For each line of the data that includes the word "defining", copy the line.

● ● ● ● ● ● ●

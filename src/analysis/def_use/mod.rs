/*
 * ******************************************************************************************
 * Copyright (c) 2020 Pascal Kuthe. This file is part of the VACFA project.
 * It is subject to the license terms in the LICENSE file found in the top-level directory
 *  of this distribution and at  https://gitlab.com/DSPOM/VACFA/blob/master/LICENSE.
 *  No part of VACFA, including this file, may be copied, modified, propagated, or
 *  distributed except according to the terms contained in the LICENSE file.
 * *****************************************************************************************
 */

//! Def-use chains.
//!
//! One traversal per translation unit associates every defining identifier
//! occurrence with the identifiers that refer to it. The builder maintains the
//! scope stack while walking; bindings are conditional, and a lookup that
//! resolves to several configuration arms records one use edge per arm. The
//! resulting map is variability agnostic: it carries identities, not presence
//! conditions.
//!
//! An identifier that does not resolve is registered as a self definition (a
//! synthetic root), never an error

use std::hash::BuildHasherDefault;

use indexmap::IndexMap;
use log::debug;
use rustc_hash::FxHasher;

use crate::ir::ast::{Ast, Conditional, NodeKind, Opt};
use crate::ir::{AstEnv, NodeId};
use crate::symbol::Symbol;
use crate::symbol_table::ScopeStack;

#[cfg(test)]
mod test;

type FxIndexMap<K, V> = IndexMap<K, V, BuildHasherDefault<FxHasher>>;

/// Identity keyed map from defining identifiers to their uses.
///
/// Keys appear exactly once, in first-definition order; value lists preserve
/// the order in which the uses were encountered and may contain duplicates
#[derive(Default, Debug)]
pub struct DefUseChain {
    map: FxIndexMap<NodeId, Vec<NodeId>>,
}

impl DefUseChain {
    /// Registers `key` as a definition without any use yet
    pub fn ensure_def(&mut self, key: NodeId) {
        self.map.entry(key).or_default();
    }

    /// Appends `target` to the uses of `key`.
    ///
    /// When `key` is not registered but already appears as a use of other
    /// definitions, the target is appended to those lists instead (the repair
    /// path for late registered chains)
    pub fn add_to_def_use_map(&mut self, key: NodeId, target: NodeId) {
        if let Some(uses) = self.map.get_mut(&key) {
            uses.push(target);
            return;
        }
        let hosts: Vec<NodeId> = self
            .map
            .iter()
            .filter(|(_, uses)| uses.contains(&key))
            .map(|(&def, _)| def)
            .collect();
        if hosts.is_empty() {
            self.map.insert(key, vec![target]);
        } else {
            debug!("use {:?} reached through orphaned key {:?}", target, key);
            for host in hosts {
                self.map.get_mut(&host).unwrap().push(target);
            }
        }
    }

    pub fn is_def(&self, node: NodeId) -> bool {
        self.map.contains_key(&node)
    }

    pub fn uses_of(&self, def: NodeId) -> Option<&[NodeId]> {
        self.map.get(&def).map(Vec::as_slice)
    }

    /// The definitions whose use lists contain `node`
    pub fn defs_of_use(&self, node: NodeId) -> Vec<NodeId> {
        self.map
            .iter()
            .filter(|(_, uses)| uses.contains(&node))
            .map(|(&def, _)| def)
            .collect()
    }

    pub fn defs(&self) -> impl Iterator<Item = NodeId> + '_ {
        self.map.keys().copied()
    }

    pub fn iter(&self) -> impl Iterator<Item = (NodeId, &[NodeId])> + '_ {
        self.map.iter().map(|(&def, uses)| (def, uses.as_slice()))
    }

    pub fn def_count(&self) -> usize {
        self.map.len()
    }
}

/// Summary of one declaration's specifier list
#[derive(Default, Clone, Copy)]
struct SpecifierInfo {
    typedef_storage: bool,
    declared_tag: Option<(Symbol, bool)>,
}

pub struct DefUseBuilder<'lt> {
    ast: &'lt Ast,
    env: &'lt AstEnv,
    scopes: ScopeStack,
    chain: DefUseChain,
    /// goto targets resolve against the complete label namespace at function end
    pending_gotos: Vec<(Symbol, NodeId)>,
}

● ● ● ● ● ● ●

RESPONSE:
//! One traversal per translation unit associates every defining identifier
/// Identity keyed map from defining identifiers to their uses.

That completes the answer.